Das Experiment beginnt: Nachdem ich mich also mit der prinzipiellen Bedienung der Kamera vertraut gemacht habe, ging es raus in die freie Wildbahn. Freiburg zeigte sich von seiner schönsten Seite: Sonne, belebte Straßen und der Markt am Münster. Die größte Umstellung am Anfang war natürlich das Fokussieren – Leica macht es einem aber nicht allzu schwer, denn das Schnittbild tut seinen Dienst perfekt und von Bild zu Bild wurde ich schneller und präziser. Bei statischen (also sich nicht bewegenden) Objekten kann ein geübter Fotograf mit einer AF-Kamera durchaus mithalten. Schon etwas schwieriger wird es bei bewegten Objekten. Hier hilft aber der alte Trick von Henri Cartier-Bresson: einfach warten bis sich das Objekt in die Schärfenebene bewegt. Funktioniert einfach und sehr exakt.
Voraussetzung für ein angenehmes Fokussieren ist aber ausreichend Licht. Das Schnittbild ist bei starkem Gegenlicht oder sehr dunkler Umgebung sehr schwer zu interpretieren und das genaue Fokussieren daher fast unmöglich.
Die zweite große Umstellung ist das Belichtungssystem. Jede moderne Spiegelreflexkamera besitzt heute ein sog.
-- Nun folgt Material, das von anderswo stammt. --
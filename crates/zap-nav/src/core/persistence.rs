//! JSON waypoint file: every waypoint plus every directed edge.

use serde::{Deserialize, Serialize};
use crate::api::error::NavError;
use crate::api::types::WaypointId;
use super::store::WaypointStore;
use super::waypoint::Waypoint;

/// On-disk shape of a waypoint store.
#[derive(Debug, Clone, Default, Serialize, Deserialize)]
pub struct WaypointFile {
    pub waypoints: Vec<Waypoint>,
    #[serde(default)]
    pub edges: Vec<EdgeRecord>,
}

/// One directed edge. Undirected links appear twice.
#[derive(Debug, Clone, Copy, Serialize, Deserialize)]
pub struct EdgeRecord {
    pub from: WaypointId,
    pub to: WaypointId,
    /// Missing costs are recomputed from positions on load.
    #[serde(default)]
    pub cost: Option<f32>,
}

impl WaypointFile {
    /// Snapshot a store.
    pub fn from_store(store: &WaypointStore) -> Self {
        Self {
            waypoints: store.iter().copied().collect(),
            edges: store
                .edges()
                .map(|(from, e)| EdgeRecord { from, to: e.to, cost: Some(e.cost) })
                .collect(),
        }
    }

    /// Rebuild a store. Duplicate ids and dangling edges are errors.
    pub fn into_store(self) -> Result<WaypointStore, NavError> {
        let mut store = WaypointStore::with_capacity(self.waypoints.len());
        for waypoint in self.waypoints {
            store.insert_waypoint(waypoint)?;
        }
        for edge in self.edges {
            store.connect_directed(edge.from, edge.to, edge.cost)?;
        }
        Ok(store)
    }
}

impl WaypointStore {
    /// Parse a store from a JSON waypoint file.
    pub fn from_json(json: &str) -> Result<Self, NavError> {
        let file: WaypointFile = serde_json::from_str(json)?;
        let store = file.into_store()?;
        log::debug!("loaded {} waypoints, {} edges", store.len(), store.edge_count());
        Ok(store)
    }

    /// Serialize the store as a pretty-printed JSON waypoint file.
    pub fn to_json(&self) -> Result<String, NavError> {
        Ok(serde_json::to_string_pretty(&WaypointFile::from_store(self))?)
    }
}

#[cfg(test)]
mod tests {
    use super::*;
    use glam::Vec3;
    use crate::core::waypoint::WaypointMeta;

    #[test]
    fn save_then_load_keeps_graph() {
        let mut store = WaypointStore::new();
        let a = store.add_waypoint(Vec3::ZERO, WaypointMeta::new()).unwrap();
        let b = store
            .add_waypoint(Vec3::new(1.0, 2.0, 0.0), WaypointMeta::new().with_time(1.5))
            .unwrap();
        store.connect(a, b, Some(4.0)).unwrap();

        let json = store.to_json().unwrap();
        let loaded = WaypointStore::from_json(&json).unwrap();

        assert_eq!(loaded.len(), 2);
        assert_eq!(loaded.edge_count(), 2);
        assert_eq!(loaded.get(b).unwrap().time_code, Some(1.5));
        assert_eq!(loaded.neighbors(a).unwrap()[0].cost, 4.0);
    }

    #[test]
    fn missing_cost_uses_distance() {
        let json = r#"{
            "waypoints": [
                { "id": 1, "position": [0.0, 0.0, 0.0] },
                { "id": 2, "position": [0.0, 3.0, 4.0] }
            ],
            "edges": [ { "from": 1, "to": 2 } ]
        }"#;
        let store = WaypointStore::from_json(json).unwrap();
        assert_eq!(store.neighbors(WaypointId(1)).unwrap()[0].cost, 5.0);
        assert!(store.neighbors(WaypointId(2)).unwrap().is_empty());
    }

    #[test]
    fn dangling_edge_is_rejected() {
        let json = r#"{
            "waypoints": [ { "id": 1, "position": [0.0, 0.0, 0.0] } ],
            "edges": [ { "from": 1, "to": 7 } ]
        }"#;
        let err = WaypointStore::from_json(json).unwrap_err();
        assert_eq!(err, NavError::UnknownWaypoint(WaypointId(7)));
    }

    #[test]
    fn duplicate_ids_are_rejected() {
        let json = r#"{
            "waypoints": [
                { "id": 3, "position": [0.0, 0.0, 0.0] },
                { "id": 3, "position": [1.0, 0.0, 0.0] }
            ]
        }"#;
        let err = WaypointStore::from_json(json).unwrap_err();
        assert_eq!(err, NavError::DuplicateId(WaypointId(3)));
    }
}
Mehrfeldmesssystem, welches dafür sogt, dass die Belichtung der Szene bzw. des Objektes über einen möglichst großen Bereich gleichmäßig gemessen und gewichtet wird. Die Leica M9 macht dies nur mit einer mittenbetonten Messung. Bei „dominanten“ über das gesamte Bildfeld erstreckten Objekten funktioniert dies wunderbar, bei kleinen Objekten mit starkem Gegenlicht versagt diese Methode aber. Hier hilft natürlich eine entsprechende Belichtungskorrektur, welche bei der Leica durch drehen des Daumenrades angebracht werden kann.
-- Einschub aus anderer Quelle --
//! Contracts for the collaborators a follower drives or consults.
//!
//! The host owns the actual scene objects and collision world; the
//! controllers only see them through these traits.

use glam::{Quat, Vec3};

/// An object a controller can move: a character, a camera, a scene node.
pub trait Movable {
    /// Current world position.
    fn position(&self) -> Vec3;

    /// Teleport to a world position.
    fn set_position(&mut self, position: Vec3);

    /// Set world orientation.
    fn set_orientation(&mut self, orientation: Quat);

    /// Velocity hint for hosts that integrate motion themselves.
    /// Controllers set it to zero when they stop.
    fn set_velocity(&mut self, _velocity: Vec3) {}
}

/// Line-of-sight test used by string-pulling.
pub trait OcclusionQuery {
    /// Whether the straight segment from `from` to `to` is blocked.
    fn is_obstructed(&self, from: Vec3, to: Vec3) -> bool;
}

/// An occlusion query for open worlds: nothing ever blocks.
#[derive(Debug, Clone, Copy, Default)]
pub struct OpenSky;

impl OcclusionQuery for OpenSky {
    fn is_obstructed(&self, _from: Vec3, _to: Vec3) -> bool {
        false
    }
}

impl<F> OcclusionQuery for F
where
    F: Fn(Vec3, Vec3) -> bool,
{
    fn is_obstructed(&self, from: Vec3, to: Vec3) -> bool {
        self(from, to)
    }
}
Der nächste wichtige Punkt ist die Bauform der Kamera. Meine Canon 1Ds III liegt passgenau in der Hand, hat aber das Gewicht eines Ziegelsteins und geht bei langen Fototouren ganz schön in die Oberarme. Die Leica M9 hingegen ist klein, geradlinig gebaut und fühlt sich angenehm leicht an. Der Halt der M9 kann durch sog. Thumps-Up verbessert werden (der Daumen erhält dann eine entsprechende Stütze und die Kamera liegt etwas besser in der Hand). Insgesamt muss man sagen, dass die Leica M9 gut in der Hand liegt, aber nicht diesen Grip aufweist wie eine Canon 1Ds III. Für langes Fotografieren macht sich das geringe Gewicht der M9 aber angenehm bemerkbar.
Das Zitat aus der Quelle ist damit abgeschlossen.